Maria and Sula are a couple full of life, movement and stories. Their walls and bookshelves are decorated with many portraits and photo-paintings of family members, as it is with most of the houses of grandpas and grandmas. But there’s also something very specific and valuable: some of the many tributes that Ursulino Pereira Lima received for his bravery in being part of the group of peasants known as “Posseiros de Cachoeirinhas”, who fought against the excesses and violence of the military government in the 1960s and 70. 

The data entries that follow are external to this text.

//! # Cryptographic Primitives for Veil
//!
//! Everything that touches key material lives here. The chain speaks
//! secp256k1 ECDSA with recoverable signatures and Keccak-256 hashes, so
//! that's what we speak too:
//!
//! - **Keccak-256** for transaction hashes and address derivation.
//! - **secp256k1** for signing, with the recovery id kept around because the
//!   chain recovers the sender instead of shipping a public key.
//!
//! Both are thin wrappers around audited crates (`sha3`, `secp256k1`). We
//! don't roll our own, and neither should you.

pub mod hash;
pub mod keys;
pub mod signatures;

pub use hash::keccak256;
pub use keys::{Credentials, KeyError};
pub use signatures::{recover_address, sign_hash, EcdsaSignature, SignatureError};
//! Scripted collaborators shared by the unit tests.

use async_trait::async_trait;
use parking_lot::Mutex;
use serde_json::Value;
use std::collections::VecDeque;
use std::sync::Arc;

use crate::enclave::{Enclave, EnclaveError, StoreRawResponse};
use crate::network::{RpcClientError, RpcMethod, RpcTransport};
use crate::transaction::{PrivacyFlag, SubmissionResult};

/// Replays canned results in order and records every call.
#[derive(Default)]
pub(crate) struct ScriptedTransport {
    replies: Mutex<VecDeque<Result<Value, RpcClientError>>>,
    calls: Mutex<Vec<(RpcMethod, Value)>>,
}

impl ScriptedTransport {
    pub fn with_replies(replies: Vec<Result<Value, RpcClientError>>) -> Arc<Self> {
        Arc::new(Self {
            replies: Mutex::new(replies.into()),
            calls: Mutex::new(Vec::new()),
        })
    }

    pub fn calls(&self) -> Vec<(RpcMethod, Value)> {
        self.calls.lock().clone()
    }
}

#[async_trait]
impl RpcTransport for ScriptedTransport {
    async fn request(&self, method: RpcMethod, params: Value) -> Result<Value, RpcClientError> {
        self.calls.lock().push((method, params));
        self.replies
            .lock()
            .pop_front()
            .unwrap_or_else(|| Err(RpcClientError::Transport("no scripted reply".into())))
    }
}

/// What a [`RecordingEnclave`] saw on `send_raw_request`.
#[derive(Debug, Clone, PartialEq, Eq)]
pub(crate) struct SentRaw {
    pub signed_hex: String,
    pub to: Vec<String>,
    pub privacy_flag: Option<PrivacyFlag>,
    pub mandatory_for: Option<Vec<String>>,
}

/// Enclave double that hands out a fixed storage key.
pub(crate) struct RecordingEnclave {
    key: String,
    fail_store: bool,
    stored: Mutex<Vec<(String, String, Vec<String>)>>,
    sent: Mutex<Vec<SentRaw>>,
}

impl RecordingEnclave {
    pub fn returning(key: &str) -> Arc<Self> {
        Arc::new(Self {
            key: key.to_string(),
            fail_store: false,
            stored: Mutex::new(Vec::new()),
            sent: Mutex::new(Vec::new()),
        })
    }

    pub fn failing() -> Arc<Self> {
        Arc::new(Self {
            key: String::new(),
            fail_store: true,
            stored: Mutex::new(Vec::new()),
            sent: Mutex::new(Vec::new()),
        })
    }

    pub fn stored(&self) -> Vec<(String, String, Vec<String>)> {
        self.stored.lock().clone()
    }

    pub fn sent(&self) -> Vec<SentRaw> {
        self.sent.lock().clone()
    }
}

#[async_trait]
impl Enclave for RecordingEnclave {
    async fn store_raw_request(
        &self,
        payload: &str,
        from: &str,
        to: &[String],
    ) -> Result<StoreRawResponse, EnclaveError> {
        self.stored
            .lock()
            .push((payload.to_string(), from.to_string(), to.to_vec()));
        if self.fail_store {
            return Err(EnclaveError::Rejected {
                status: 500,
                body: "enclave unavailable".into(),
            });
        }
        Ok(StoreRawResponse { key: self.key.clone() })
    }

    async fn send_raw_request(
        &self,
        signed_hex: &str,
        to: &[String],
        privacy_flag: Option<PrivacyFlag>,
        mandatory_for: Option<&[String]>,
    ) -> Result<SubmissionResult, EnclaveError> {
        self.sent.lock().push(SentRaw {
            signed_hex: signed_hex.to_string(),
            to: to.to_vec(),
            privacy_flag,
            mandatory_for: mandatory_for.map(<[String]>::to_vec),
        });
        Ok(SubmissionResult::new("0xprivate"))
    }
}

In April 1967, through military arms and bullets, big farmers took over the lands at Cachoeirinhas (currently located in the municipality of Verdelândia, North Minas Gerais), mainly populated by poor peasants. An authoritarian and truculent action, this episode became known as the Posseiros de Cachoeirinhas Massacre. The military threatened and persecuted people, invaded their lands, burned their houses, destroyed their crops and tortured and murdered dozens - some are still missing today. Those who survived were left homeless and landless and had to hide in the woods, where they faced hunger and the measles outbreak, which killed more than 60 children. But the peasants did not surrender. 
They organized the resistance through the “Posseiros de Cachoeirinhas” group. This group included Sula, his family and so many other friends and neighbours, who fought against the military and big landowners to secure their rights to their land, their freedom and to live with dignity. Little by little, they retook the territories that were stolen from them by big farmers. Those territories are today enjoyed by their children, grandchildren and other peasants. The retaking of land was never concluded, though. To this day, descendants of the Posseiros de Cachoeirinhas continue to fight for what is rightly theirs: the memory of their tortured, murdered and missing family members and the lands from which they should have never been expelled.